Het Sovjet-internet Had Stalin - Alternatieve Mening

Het Sovjet-internet Had Stalin - Alternatieve Mening
Het Sovjet-internet Had Stalin - Alternatieve Mening

Video: Het Sovjet-internet Had Stalin - Alternatieve Mening

Video: Het Sovjet-internet Had Stalin - Alternatieve Mening
Video: History of Collectivization in the Soviet Union 2024, Oktober
Anonim

In de techrace van na de Tweede Wereldoorlog begrepen zowel de Sovjet-Unie als de Verenigde Staten de voordelen van een breed informatienetwerk.
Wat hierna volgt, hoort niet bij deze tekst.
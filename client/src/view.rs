//! Guest-list view: spinner while the roster loads, then the summary
//! counters, the banded capacity bar, and the table. The terminal cut of
//! the site's people page.

use std::time::Duration;

use chrono::{DateTime, Utc};
use indicatif::{ProgressBar, ProgressStyle};
use roster::{
    Rsvp,
    stats::{Band, Occupancy, occupancy},
};

use crate::api::Api;

/// Fetches the list exactly once. On failure the error is shown and that is
/// that; rerun the command to retry.
pub async fn render(api: &Api, capacity: u32) {
    let spinner = ProgressBar::new_spinner();
    spinner.set_message("Convocando a los espíritus...");
    spinner.enable_steady_tick(Duration::from_millis(80));

    let guests = match api.get_list().await {
        Ok(guests) => {
            spinner.finish_and_clear();
            guests
        }
        Err(e) => {
            spinner.finish_and_clear();
            eprintln!("💀 Error: {e}");
            return;
        }
    };

    let stats = occupancy(&guests, capacity);

    print_summary(&stats);
    print_capacity_bar(&stats);

    for line in table_lines(&guests) {
        println!("  {line}");
    }
}

fn print_summary(stats: &Occupancy) {
    println!("👻 Lista de Invocados 👻\n");
    println!("  Personas confirmadas: {}", stats.total_people);
    println!("  Grupos registrados:   {}", stats.total_groups);
    println!("  Espacios restantes:   {}", stats.remaining_spots);
    println!();
}

fn print_capacity_bar(stats: &Occupancy) {
    let colors = match stats.band() {
        Band::Critical => "red/black",
        Band::Warning => "yellow/black",
        Band::Nominal => "green/black",
    };

    println!(
        "  🎃 Capacidad del Aquelarre ({} personas máximo)",
        stats.capacity
    );

    let bar = ProgressBar::new(u64::from(stats.capacity));
    bar.set_style(
        ProgressStyle::with_template(&format!(
            "  [{{bar:40.{colors}}}] {{pos}}/{{len}} ({:.1}%)",
            stats.occupancy_percentage
        ))
        .unwrap()
        .progress_chars("=> "),
    );
    bar.set_position(stats.total_people.clamp(0, i64::from(stats.capacity)) as u64);
    bar.abandon();

    println!();
}

fn table_lines(guests: &[Rsvp]) -> Vec<String> {
    let mut lines = vec![
        format!("{:<30} {:>8}   {}", "Nombre", "Personas", "Confirmado"),
        "-".repeat(60),
    ];

    if guests.is_empty() {
        lines.push("🕸️  Aún no hay almas registradas... 🕸️".to_string());
        return lines;
    }

    for guest in guests {
        lines.push(format!(
            "{:<30} {:>8}   {}",
            guest.name,
            guest.people_count,
            format_date(&guest.created_at)
        ));
    }

    lines
}

/// The confirmation column's `DD Mon YYYY, HH:MM` format.
pub fn format_date(at: &DateTime<Utc>) -> String {
    at.format("%d %b %Y, %H:%M").to_string()
}

#[cfg(test)]
mod tests {
    use chrono::{TimeZone, Utc};
    use roster::Rsvp;

    use super::{format_date, table_lines};

    fn guest(id: i64, name: &str, people_count: i32) -> Rsvp {
        Rsvp {
            id,
            name: name.to_string(),
            people_count,
            created_at: Utc.with_ymd_and_hms(2025, 10, 31, 20, 30, 0).unwrap(),
        }
    }

    #[test]
    fn date_column_format() {
        let at = Utc.with_ymd_and_hms(2025, 10, 31, 20, 30, 0).unwrap();

        assert_eq!(format_date(&at), "31 Oct 2025, 20:30");
    }

    #[test]
    fn empty_roster_renders_the_placeholder_row() {
        let lines = table_lines(&[]);

        assert_eq!(lines.len(), 3);
        assert!(lines[2].contains("Aún no hay almas registradas"));
    }

    #[test]
    fn one_line_per_guest() {
        let lines = table_lines(&[guest(1, "Drácula", 5), guest(2, "Ana Romero", 1)]);

        assert_eq!(lines.len(), 4);
        assert!(lines[2].contains("Drácula"));
        assert!(lines[3].contains("Ana Romero"));
    }
}
//! Form-side validation, shared so any client applies the same rules before
//! touching the network. The server deliberately checks less (presence of a
//! name, parseability of the count); these are the stricter UI rules.

/// Name rule from the invitation form: 2 to 50 characters once trimmed.
pub fn valid_name(value: &str) -> bool {
    let length = value.trim().chars().count();

    (2..=50).contains(&length)
}

/// Party size rule: blank counts as "left empty" (the server fills in 1);
/// anything else must be a whole number of zero or more people.
pub fn valid_count(value: &str) -> bool {
    let value = value.trim();

    value.is_empty() || value.parse::<i32>().is_ok_and(|n| n >= 0)
}

#[cfg(test)]
mod tests {
    use super::{valid_count, valid_name};

    #[test]
    fn name_length_bounds() {
        assert!(!valid_name("A"));
        assert!(valid_name("Dr"));
        assert!(valid_name("Ana Romero"));
        assert!(valid_name(&"x".repeat(50)));
        assert!(!valid_name(&"x".repeat(51)));
    }

    #[test]
    fn name_trims_before_counting() {
        assert!(!valid_name("  A  "));
        assert!(!valid_name("      "));
        assert!(valid_name("  Ana  "));
    }

    #[test]
    fn count_accepts_whole_numbers() {
        assert!(valid_count("0"));
        assert!(valid_count("3"));
        assert!(valid_count("20"));
    }

    #[test]
    fn count_rejects_negatives_and_garbage() {
        assert!(!valid_count("-1"));
        assert!(!valid_count("2.5"));
        assert!(!valid_count("five"));
    }

    #[test]
    fn blank_count_is_left_to_the_server() {
        assert!(valid_count(""));
        assert!(valid_count("   "));
    }
}
//! # Roster
//!
//! Shared definitions for the RSVP service: the stored record, the payloads
//! both sides of the wire agree on, the form validation rules, and the
//! occupancy math. The server enables the `store` feature to map records
//! straight out of Postgres rows; clients only need the JSON side.
//!
//! Wire field names are fixed by the existing frontend contract
//! (`peopleCount`, `created_at`) and must not drift.
use chrono::{DateTime, Utc};
use serde::{Deserialize, Serialize};

pub mod stats;
pub mod validate;

/// One confirmed party: who is coming and how many people they bring.
///
/// Rows are append-only. `id` and `created_at` are assigned by the store on
/// insert and never change; nothing in this system updates or deletes a row.
#[derive(Debug, Clone, PartialEq, Serialize, Deserialize)]
#[cfg_attr(feature = "store", derive(sqlx::FromRow))]
pub struct Rsvp {
    pub id: i64,

    pub name: String,

    #[serde(rename = "peopleCount")]
    #[cfg_attr(feature = "store", sqlx(rename = "peopleCount"))]
    pub people_count: i32,

    pub created_at: DateTime<Utc>,
}

/// Success body of `/api/confirm`: the acknowledgement plus the row as the
/// store persisted it.
#[derive(Debug, Serialize, Deserialize)]
pub struct Confirmation {
    pub message: String,
    pub data: Rsvp,
}

/// Success body of `/api/get-list`.
#[derive(Debug, Serialize, Deserialize)]
pub struct GuestList {
    pub data: Vec<Rsvp>,
}

/// Every error body. `error` carries store detail only on the submission
/// path; all other failures keep it empty.
#[derive(Debug, Serialize, Deserialize)]
pub struct Failure {
    pub message: String,

    #[serde(skip_serializing_if = "Option::is_none")]
    pub error: Option<String>,
}

#[cfg(test)]
mod tests {
    use chrono::{TimeZone, Utc};

    use super::Rsvp;

    #[test]
    fn wire_names_match_the_frontend_contract() {
        let guest = Rsvp {
            id: 7,
            name: "Drácula".to_string(),
            people_count: 5,
            created_at: Utc.with_ymd_and_hms(2025, 10, 31, 20, 0, 0).unwrap(),
        };

        let json = serde_json::to_value(&guest).unwrap();
        assert_eq!(json["peopleCount"], 5);
        assert_eq!(json["name"], "Drácula");
        assert!(json["created_at"].is_string());

        let back: Rsvp = serde_json::from_value(json).unwrap();
        assert_eq!(back, guest);
    }
}
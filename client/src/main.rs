use clap::{Parser, Subcommand};

use client::{api::Api, form::Form, notify::Notifier, view};

#[derive(Parser, Debug)]
#[command(author, version, about)]
struct Args {
    /// Base URL of the RSVP backend.
    #[arg(long, default_value = "http://localhost:3000")]
    server: String,

    #[command(subcommand)]
    command: Command,
}

#[derive(Subcommand, Debug)]
enum Command {
    /// Confirm attendance: a name and, optionally, how many people you bring.
    Confirm {
        name: String,

        people: Option<String>,
    },

    /// Show the guest list with occupancy.
    List {
        #[arg(long, default_value_t = roster::stats::DEFAULT_CAPACITY)]
        capacity: u32,
    },
}

#[tokio::main]
async fn main() {
    let args = Args::parse();
    let api = Api::new(args.server);

    match args.command {
        Command::Confirm { name, people } => {
            let mut form = Form::new(name, people.unwrap_or_default());
            let notifier = Notifier::new();

            form.submit(&api, &notifier).await;
        }
        Command::List { capacity } => view::render(&api, capacity).await,
    }
}
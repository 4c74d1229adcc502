//! # Postgres
//!
//! Managed Postgres holding the guest list, reached through one shared pool.
//!
//! ## Requirements
//!
//! - One table, append-only writes, full-table reads
//! - Tiny dataset (one party, capacity ~100), so a handful of connections
//!   is plenty
//!
//! ## Schema
//!
//! The table belongs to the managed store and is created there, not here.
//!
//! | column        | type        | constraint                |
//! |---------------|-------------|---------------------------|
//! | id            | bigint      | unique, store-assigned    |
//! | name          | text        | required                  |
//! | "peopleCount" | integer     | required, default 1       |
//! | created_at    | timestamptz | store-assigned            |
//!
//! ## Implementation
//!
//! - Inserts use `RETURNING` so the caller can echo the stored row back
//! - Reads order by `id` so the roster always renders in confirmation order
use std::time::Duration;

use roster::Rsvp;
use sqlx::{PgPool, postgres::PgPoolOptions};

pub async fn init_postgres(database_url: &str) -> PgPool {
    PgPoolOptions::new()
        .max_connections(4)
        .acquire_timeout(Duration::from_secs(3))
        .connect(database_url)
        .await
        .unwrap()
}

pub async fn insert_guest(
    pool: &PgPool,
    name: &str,
    people_count: i32,
) -> Result<Rsvp, sqlx::Error> {
    sqlx::query_as::<_, Rsvp>(
        r#"
        INSERT INTO people (name, "peopleCount")
        VALUES ($1, $2)
        RETURNING id, name, "peopleCount", created_at
        "#,
    )
    .bind(name)
    .bind(people_count)
    .fetch_one(pool)
    .await
}

pub async fn fetch_guests(pool: &PgPool) -> Result<Vec<Rsvp>, sqlx::Error> {
    sqlx::query_as::<_, Rsvp>(
        r#"
        SELECT id, name, "peopleCount", created_at
        FROM people
        ORDER BY id
        "#,
    )
    .fetch_all(pool)
    .await
}
use roster::validate::{valid_count, valid_name};

use crate::{api::Api, notify::Notifier};

/// The two fields of the invitation form, held as the raw strings a user
/// would type.
#[derive(Debug, Default)]
pub struct Form {
    pub name: String,
    pub people: String,
}

impl Form {
    pub fn new(name: impl Into<String>, people: impl Into<String>) -> Self {
        Self {
            name: name.into(),
            people: people.into(),
        }
    }

    /// The submission flow: local checks first, and only a valid form ever
    /// reaches the network. Fields are cleared once the backend has
    /// acknowledged the write, and kept for correction otherwise.
    pub async fn submit(&mut self, api: &Api, notifier: &Notifier) -> bool {
        if !valid_name(&self.name) {
            notifier.error("El nombre debe tener entre 2 y 50 caracteres.");
            return false;
        }

        if !valid_count(&self.people) {
            notifier.error("Indica un número de personas entre 1 y 20.");
            return false;
        }

        match api.confirm(&self.name, &self.people).await {
            Ok(confirmation) => {
                notifier.ok("¡Asistencia confirmada! Nos vemos en la noche más espeluznante 🎃");

                println!(
                    "  {} viene con {} persona(s).",
                    confirmation.data.name, confirmation.data.people_count
                );

                self.name.clear();
                self.people.clear();

                true
            }
            Err(e) => {
                eprintln!("{e}");
                notifier.error("Error al confirmar asistencia. Intenta nuevamente.");

                false
            }
        }
    }
}

#[cfg(test)]
mod tests {
    use super::Form;
    use crate::{api::Api, notify::Notifier};

    // Nothing listens here; a validation failure must return before any
    // request is attempted, so these tests never touch the socket.
    fn dead_api() -> Api {
        Api::new("http://127.0.0.1:9")
    }

    #[tokio::test]
    async fn invalid_name_never_reaches_the_network() {
        let notifier = Notifier::new();
        let mut form = Form::new("A", "3");

        assert!(!form.submit(&dead_api(), &notifier).await);

        // Fields are kept for correction.
        assert_eq!(form.name, "A");
        assert_eq!(form.people, "3");

        let toast = notifier.current().unwrap();
        assert!(toast.message.contains("nombre"));
    }

    #[tokio::test]
    async fn invalid_count_never_reaches_the_network() {
        let notifier = Notifier::new();
        let mut form = Form::new("Ana Romero", "-1");

        assert!(!form.submit(&dead_api(), &notifier).await);
        assert_eq!(form.people, "-1");

        let toast = notifier.current().unwrap();
        assert!(toast.message.contains("personas"));
    }

    #[tokio::test]
    async fn network_failure_keeps_the_fields() {
        let notifier = Notifier::new();
        let mut form = Form::new("Ana Romero", "3");

        // Valid form, dead endpoint: the flow surfaces an error toast and
        // leaves the fields alone so the user can resubmit.
        assert!(!form.submit(&dead_api(), &notifier).await);
        assert_eq!(form.name, "Ana Romero");

        let toast = notifier.current().unwrap();
        assert!(toast.message.contains("confirmar"));
    }
}
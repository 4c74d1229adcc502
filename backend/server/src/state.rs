use std::sync::Arc;

use sqlx::PgPool;

use super::{config::Config, database::init_postgres};

/// Built once at startup; handlers receive it through the extractor.
pub struct State {
    pub config: Config,
    pub pool: PgPool,
}

impl State {
    pub async fn new() -> Arc<Self> {
        let config = Config::load();

        let pool = init_postgres(&config.database_url).await;

        Arc::new(Self { config, pool })
    }
}
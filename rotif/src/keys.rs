//! Redis key and stream naming conventions for the broker.
//!
//! Centralising these avoids subtle drift between the publish pipeline, the
//! consumer loop and the DLQ manager reaching for slightly different key
//! shapes for the same concept.

use std::process;

use rand::Rng;

pub const SCHEDULED_SET_KEY: &str = "rotif:scheduled";
pub const DLQ_STREAM_KEY: &str = "rotif:dlq";
pub const PATTERN_REGISTRY_KEY: &str = "rotif:patterns";
pub const SUBSCRIPTION_UPDATES_CHANNEL: &str = "rotif:subscriptions:updates";
pub const DEFAULT_CONSUMER_GROUP: &str = "rotif-group";

pub fn stream_key(pattern: &str) -> String {
    format!("rotif:stream:{pattern}")
}

pub fn retry_stream_key(pattern: &str) -> String {
    format!("{}:retry", stream_key(pattern))
}

pub fn dedup_publish_key(pattern: &str, channel: &str, payload_hash: &str) -> String {
    format!("rotif:dedup:pub:{pattern}:{channel}:{payload_hash}")
}

pub fn dedup_consume_key(group: &str, channel: &str, payload_hash: &str) -> String {
    format!("rotif:dedup:con:{group}:{channel}:{payload_hash}")
}

pub fn dlq_archive_key(date: &str) -> String {
    format!("rotif:dlq:archive:{date}")
}

/// Derives a default consumer name unique to this process and task, in the
/// `<host>:<pid>:<rand0..9999>` shape from spec.md.
pub fn default_consumer_name() -> String {
    let host = hostname();
    let pid = process::id();
    let rand_suffix: u32 = rand::thread_rng().gen_range(0..10000);
    format!("{host}:{pid}:{rand_suffix}")
}

fn hostname() -> String {
    std::env::var("HOSTNAME").unwrap_or_else(|_| "localhost".to_string())
}

#[cfg(test)]
mod tests {
    use super::*;

    #[test]
    fn test_stream_key_and_retry_stream_key() {
        assert_eq!(stream_key("orders.*"), "rotif:stream:orders.*");
        assert_eq!(
            retry_stream_key("orders.*"),
            "rotif:stream:orders.*:retry"
        );
    }

    #[test]
    fn test_dedup_keys_are_namespaced_by_side() {
        let pub_key = dedup_publish_key("orders.*", "orders.created", "abc123");
        let con_key = dedup_consume_key("rotif-group", "orders.created", "abc123");
        assert_eq!(pub_key, "rotif:dedup:pub:orders.*:orders.created:abc123");
        assert_eq!(con_key, "rotif:dedup:con:rotif-group:orders.created:abc123");
        assert_ne!(pub_key, con_key);
    }

    #[test]
    fn test_default_consumer_name_has_three_colon_separated_parts() {
        let name = default_consumer_name();
        assert_eq!(name.split(':').count(), 3);
    }
}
Een van de projecten veranderde in het internet van vandaag, de tweede bleef een droom om de hele Sovjetbureaucratie te coördineren.

De Koude Oorlog was een oorlog tussen territoria, ideologieën en politieke principes. Aan het einde van de Tweede Wereldoorlog werd een technische race gelanceerd tussen de VS en de USSR, die kernwapens ontwikkelden, raketten, satellieten en ruimtevaartuigen bouwden. Lange tijd slaagden de blokken erin om militaire pariteit te behouden. Computers speelden een cruciale rol in beide programma's, die nodig waren om raketten en satellieten in een lage baan om de aarde te besturen. Maar slechts een van de twee grootmachten slaagde erin het systeem te creëren dat later het internet werd. Het feit dat Sovjetwetenschappers ook probeerden een breed nationaal computernetwerk te bouwen, werd pas bekend na de ineenstorting van het communistische systeem.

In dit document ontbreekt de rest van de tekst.